Nicols adds that the city is seeing substantial multifamily development: "We currently have more than 1,300 units under construction. The most recent U.S. census showed one downtown tract—the historic third ward, which is growing by leaps and bounds—more than doubling in residential occupancy. At the time of the last census there were slightly more than 200 units in that particular tract. There are now nearly 500, and the area is still growing strong. Much of our housing development is occurring on the Milwaukee River and along the shores of and overlooking Lake Michigan."

Denver is showing a dramatic swing in in-town submarket multifamily housing: it's 98 percent occupied. Deliveries over 12 months have moved from 600 units a year ago to 1,600 now. Almost a quarter of all new apartments finished in metro Denver today is in the in-town submarket. Statistics show that downtown Denver—which includes the city's central business district, the Lower downtown (LoDo) historic district and the adjacent Central Platte Valley—now has 1,772 units under construction and roughly 5,400 on the drawing boards. (Last year, 860 units were constructed; 672 were finished in 1998.) The Central Platte Valley, a former rail yard and industrial area, is zoned for some 2,000 new residential units over the next 20 years. Construction of those is just beginning, says Ben Kelly, communications and public affairs manager for the downtown Denver Partnership.

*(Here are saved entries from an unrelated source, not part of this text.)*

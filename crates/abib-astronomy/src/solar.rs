//! Apparent solar position, low-order trigonometric series.
//!
//! Evaluated once per event (sunset, then again at the moonset estimate for
//! the twilight altitude); not an observatory-grade ephemeris, the fixed
//! precision here is this application's contract.

use crate::math::{arc_sin, norm360, quadrant_correct, DR, RAD_TO_HOURS, RAD_TO_HOURS_ET};

/// Solar terms at one Julian-century fraction.
#[derive(Debug, Clone, Copy)]
pub struct SolarSeries {
    /// Ascending node of the Moon's orbit, radians (drives the nutation terms).
    pub node: f64,
    /// True obliquity of the ecliptic with its nutation term, radians.
    pub obliquity: f64,
    /// Sun's mean longitude, radians.
    pub mean_longitude: f64,
    /// Sun's mean anomaly, radians.
    pub mean_anomaly: f64,
    /// Sun's apparent longitude, radians.
    pub apparent_longitude: f64,
    /// Equation of time, hours.
    pub equation_of_time: f64,
    /// Apparent declination, radians.
    pub declination: f64,
}

impl SolarSeries {
    /// Evaluates the series at Julian-century fraction `jt` (1900.0 epoch).
    pub fn at(jt: f64) -> Self {
        let jt2 = jt * jt;
        let jt3 = jt2 * jt;

        let node = (259.18 - 1934.142 * jt) * DR;
        let obliquity = (23.452294 - 0.0130125 * jt - 0.00000164 * jt2 + 0.000000503 * jt3
            + 0.00256 * node.cos())
            * DR;

        // Perturbations by Venus, Earth-Venus, Jupiter, the Moon and a
        // long-period term.
        let a9 = norm360(153.23 + 22518.7541 * jt) * DR;
        let b9 = norm360(216.57 + 45037.5082 * jt) * DR;
        let c9 = norm360(312.69 + 32964.3577 * jt) * DR;
        let d9 = norm360(350.74 + 445267.1142 * jt - 0.00144 * jt2) * DR;
        let e9 = norm360(231.19 + 20.2 * jt) * DR;

        let mean_longitude = norm360(279.69668 + 36000.76892 * jt + 0.0003025 * jt2) * DR;
        let mean_anomaly =
            norm360(358.47583 + 35999.04975 * jt - 0.00015 * jt2 - 0.0000033 * jt3) * DR;
        let eccentricity = 0.01675104 - 0.0000418 * jt - 0.000000126 * jt2;

        let yu = (obliquity / 2.0).tan().powi(2);
        let mut et = yu * (2.0 * mean_longitude).sin() - 2.0 * eccentricity * mean_anomaly.sin()
            + 4.0 * eccentricity * yu * mean_anomaly.sin() * (2.0 * mean_longitude).cos();
        et = (et
            - 0.5 * yu * yu * (4.0 * mean_longitude).sin()
            - 1.25 * eccentricity * eccentricity * (2.0 * mean_anomaly).sin())
            * RAD_TO_HOURS_ET;

        let mut center = (1.91946 - 0.004789 * jt - 0.000014 * jt2) * mean_anomaly.sin();
        center = (center
            + (0.020094 - 0.0001 * jt) * (2.0 * mean_anomaly).sin()
            + 0.000293 * (3.0 * mean_anomaly).sin())
            * DR;

        let apparent_longitude = mean_longitude
            + center
            + (0.00134 * a9.cos() + 0.00154 * b9.cos() + 0.002 * c9.cos() + 0.00179 * d9.sin()
                + 0.00178 * e9.sin()
                - 0.00569
                - 0.00479 * node.sin())
                * DR;

        let sd = obliquity.sin() * apparent_longitude.sin();
        let declination = arc_sin(sd);

        Self {
            node,
            obliquity,
            mean_longitude,
            mean_anomaly,
            apparent_longitude,
            equation_of_time: et,
            declination,
        }
    }

    /// Apparent right ascension in hours, quadrant-corrected into [0, 24).
    pub fn right_ascension_hours(&self) -> f64 {
        let sin_term = self.obliquity.cos() * self.apparent_longitude.sin();
        let cos_term = self.apparent_longitude.cos();
        let ra = (sin_term / cos_term).atan();
        quadrant_correct(ra, sin_term, cos_term) * RAD_TO_HOURS
    }
}

#[cfg(test)]
mod tests {
    use super::*;

    #[test]
    fn test_declination_bounded_by_obliquity() {
        // One sample per month across a year near J2000.
        for k in 0..12 {
            let jt = (36525.0 + 30.0 * k as f64) / 36525.0;
            let s = SolarSeries::at(jt);
            assert!(s.declination.abs() <= s.obliquity + 1e-6, "sample {k}");
        }
    }

    #[test]
    fn test_equation_of_time_magnitude() {
        // |EoT| never exceeds ~17 minutes (0.283 hours).
        for k in 0..24 {
            let jt = (k as f64 * 15.0) / 36525.0 + 1.0;
            let s = SolarSeries::at(jt);
            assert!(s.equation_of_time.abs() < 0.3, "sample {k}: {}", s.equation_of_time);
        }
    }

    #[test]
    fn test_right_ascension_range() {
        for k in 0..40 {
            let jt = 0.9 + k as f64 * 0.002;
            let ra = SolarSeries::at(jt).right_ascension_hours();
            assert!((0.0..24.0).contains(&ra), "sample {k}: {ra}");
        }
    }

    #[test]
    fn test_solstice_declination_sign() {
        // jt chosen near a June solstice (2000-06-21 ~ JD 2451717,
        // jt = (2451717 - 2415020) / 36525).
        let jt = (2451717.0 - 2415020.0) / 36525.0;
        let june = SolarSeries::at(jt);
        assert!(june.declination > 0.39, "june declination {}", june.declination);
        // Half a year later the sign flips.
        let dec = SolarSeries::at(jt + 182.6 / 36525.0);
        assert!(dec.declination < -0.39, "december declination {}", dec.declination);
    }
}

"A decent portion of the rehabbed buildings (particularly in the CBD) contain affordable (below market-rate) units, mostly rentals," says Kelly. New residential development in Lower downtown and the Central Platte Valley consists primarily of high-end, for-sale product."

Transforming Eyesores

Municipalities throughout the country want to transform downtown eyesores into something more aesthetically pleasing, says Neal Opper, senior vice president of Boston Capital. "City fathers also want to help downtown merchants, and the best way to do that is to have more people living downtown, rather than just coming to work there," he adds.

Opper expects downtown multifamily development to continue because "the mind-set of a lot of city councils and mayors is to invigorate their downtowns. I see it in my state, and I see it everywhere. People want to revitalize the cities, bringing in both housing and business at the same time. You can't have one without the other."

The explosive growth in downtown multifamily development is not expected to end anytime soon, as increasing numbers of suburbanites opt to move closer to educational, cultural, and entertainment activities and developers struggle to meet demand.

Betsy Jackson, president of the International Downtown Association, a Washington, D.C.-based group of downtown development officials, believes that downtown multifamily development is not a passing fad, since it is occuring throughout the country. "It isn't price or floor plan sensitive," she notes.

"There seems to be a market for downtown development, whether luxury units, lofts, or more affordable projects, and it doesn't seem to be limited to just the left and right coasts, nor just the major cities. There's quite a range of projects, from new high-rise construction to adaptive use of warehouses for lofts and new projects designed to look like warehouses."

Still, the current data should not be misinterpreted, cautions Jackson. Today's downtown multifamily boom appears to be fueled primarily by people who have lived in the suburbs and want to get away from them. This includes tech workers and young professionals who have spent their entire lives in suburbia and are now in search of a more gritty environment, plus empty nesters who want a lifestyle change.

Most people are still choosing to live in the suburbs rather than the city." But," adds Jackson, "I think we'll see multifamily development in downtowns for some time to come.

This article appeared in the Urban Land Institute's Multifamily Trends Magazine, Summer 2001 issue. Christopher J. McIntosh is a business writer based in Richmond, Virginia.